DATA IN THIS EXERCISE >>
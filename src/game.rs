//! Turn-taking loop between two agents

use log::debug;

use crate::{
    Error, Result,
    board::{Board, GameOutcome, Player},
    ports::{Agent, MoveObserver},
};

/// A board, the agents playing X and O, and the moves played so far.
///
/// # Examples
///
/// ```
/// use gridplay::{
///     agents::{NegamaxAgent, RandomAgent},
///     board::Board,
///     game::Game,
///     tictactoe::TicTacToe,
/// };
///
/// let mut game: Game<TicTacToe> =
///     Game::new(Box::new(NegamaxAgent::default()), Box::new(RandomAgent::with_seed(1)));
/// let outcome = game.play_to_end()?;
/// assert_eq!(game.board().outcome(), Some(outcome));
/// # Ok::<(), gridplay::Error>(())
/// ```
pub struct Game<B: Board> {
    initial: B,
    board: B,
    x: Box<dyn Agent<B>>,
    o: Box<dyn Agent<B>>,
    observers: Vec<Box<dyn MoveObserver<B>>>,
    history: Vec<(Player, B::Move)>,
}

impl<B: Board> Game<B> {
    /// Game from the board type's empty position
    pub fn new(x: Box<dyn Agent<B>>, o: Box<dyn Agent<B>>) -> Self {
        Self::from_board(B::default(), x, o)
    }

    /// Game starting from `board`, e.g. a scenario. `reset` returns here.
    pub fn from_board(board: B, x: Box<dyn Agent<B>>, o: Box<dyn Agent<B>>) -> Self {
        Game {
            initial: board.clone(),
            board,
            x,
            o,
            observers: Vec::new(),
            history: Vec::new(),
        }
    }

    pub fn with_observer(mut self, observer: Box<dyn MoveObserver<B>>) -> Self {
        self.observers.push(observer);
        self
    }

    pub fn add_observer(&mut self, observer: Box<dyn MoveObserver<B>>) {
        self.observers.push(observer);
    }

    pub fn board(&self) -> &B {
        &self.board
    }

    pub fn history(&self) -> &[(Player, B::Move)] {
        &self.history
    }

    pub fn agent(&self, player: Player) -> &dyn Agent<B> {
        match player {
            Player::X => self.x.as_ref(),
            Player::O => self.o.as_ref(),
        }
    }

    /// Ask the side to move for a move, check it, and play it.
    ///
    /// Returns the board's outcome after the move, `None` while the game
    /// continues.
    ///
    /// # Errors
    ///
    /// - [`Error::PreconditionViolation`] if the game is already over
    /// - [`Error::IllegalMove`] if the agent proposes a move outside
    ///   `legal_moves()`
    pub fn play_round(&mut self) -> Result<Option<GameOutcome>> {
        if self.board.is_terminal() {
            return Err(Error::precondition("game is already over"));
        }

        let mover = self.board.mover();
        let agent = match mover {
            Player::X => &mut self.x,
            Player::O => &mut self.o,
        };
        let mv = agent.choose_move(&self.board)?;
        if !self.board.legal_moves().contains(&mv) {
            return Err(Error::illegal_move(
                mv,
                format!("{} proposed a move outside the legal set", agent.name()),
            ));
        }
        debug!("{} ({mover}) plays {mv}", agent.name());

        self.board.apply(mv)?;
        self.history.push((mover, mv));
        for observer in &mut self.observers {
            observer.on_move(mover, mv, &self.board);
        }
        Ok(self.board.outcome())
    }

    /// Play rounds until the game ends.
    pub fn play_to_end(&mut self) -> Result<GameOutcome> {
        loop {
            if let Some(outcome) = self.play_round()? {
                return Ok(outcome);
            }
        }
    }

    /// Restore the starting position and history. Agents drop per-session
    /// state; persisted tables are kept.
    pub fn reset(&mut self) -> Result<()> {
        self.board = self.initial.clone();
        self.history.clear();
        self.x.reset()?;
        self.o.reset()?;
        for observer in &mut self.observers {
            observer.on_reset(&self.board);
        }
        Ok(())
    }
}

#[cfg(test)]
mod tests {
    use std::sync::{Arc, Mutex};

    use super::*;
    use crate::{
        agents::{NegamaxAgent, RandomAgent},
        tictactoe::{TicTacToe, Tile},
    };

    struct Fixed(Tile);

    impl Agent<TicTacToe> for Fixed {
        fn choose_move(&mut self, _board: &TicTacToe) -> Result<Tile> {
            Ok(self.0)
        }

        fn name(&self) -> &str {
            "fixed"
        }
    }

    #[derive(Clone, Default)]
    struct Recorder(Arc<Mutex<Vec<Option<Player>>>>);

    impl MoveObserver<TicTacToe> for Recorder {
        fn on_move(&mut self, mover: Player, _mv: Tile, _board: &TicTacToe) {
            self.0.lock().unwrap().push(Some(mover));
        }

        fn on_reset(&mut self, _board: &TicTacToe) {
            self.0.lock().unwrap().push(None);
        }
    }

    #[test]
    fn test_illegal_agent_move_is_surfaced() {
        let mut game: Game<TicTacToe> = Game::new(
            Box::new(Fixed(Tile::new(0, 0))),
            Box::new(Fixed(Tile::new(0, 0))),
        );
        assert_eq!(game.play_round().unwrap(), None);
        let err = game.play_round().unwrap_err();
        assert!(matches!(err, Error::IllegalMove { .. }));
        assert_eq!(game.history().len(), 1);
    }

    #[test]
    fn test_observer_sees_moves_and_reset() {
        let recorder = Recorder::default();
        let mut game: Game<TicTacToe> = Game::new(
            Box::new(RandomAgent::with_seed(1)),
            Box::new(RandomAgent::with_seed(2)),
        )
        .with_observer(Box::new(recorder.clone()));

        game.play_to_end().unwrap();
        let moves = game.history().len();
        game.reset().unwrap();

        let events = recorder.0.lock().unwrap();
        assert_eq!(events.len(), moves + 1);
        assert_eq!(events[0], Some(Player::X));
        assert_eq!(events[1], Some(Player::O));
        assert_eq!(events.last(), Some(&None));
    }

    #[test]
    fn test_playing_after_the_end_is_rejected() {
        let mut game: Game<TicTacToe> = Game::new(
            Box::new(NegamaxAgent::default()),
            Box::new(NegamaxAgent::default()),
        );
        assert_eq!(game.play_to_end().unwrap(), GameOutcome::Draw);
        assert!(matches!(
            game.play_round(),
            Err(Error::PreconditionViolation { .. })
        ));
    }

    #[test]
    fn test_reset_returns_to_scenario() {
        let (start, _) = TicTacToe::from_scenario(&["X--", "---", "---"], Player::O).unwrap();
        let mut game = Game::from_board(
            start.clone(),
            Box::new(RandomAgent::with_seed(3)),
            Box::new(RandomAgent::with_seed(4)),
        );
        game.play_round().unwrap();
        game.reset().unwrap();
        assert_eq!(game.board(), &start);
        assert!(game.history().is_empty());
    }
}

TASK DESCRIPTION >> Tally every line of the entries that contains the word "PreconditionViolation", and respond with that number only.

COMPLETED EXERCISE >> 2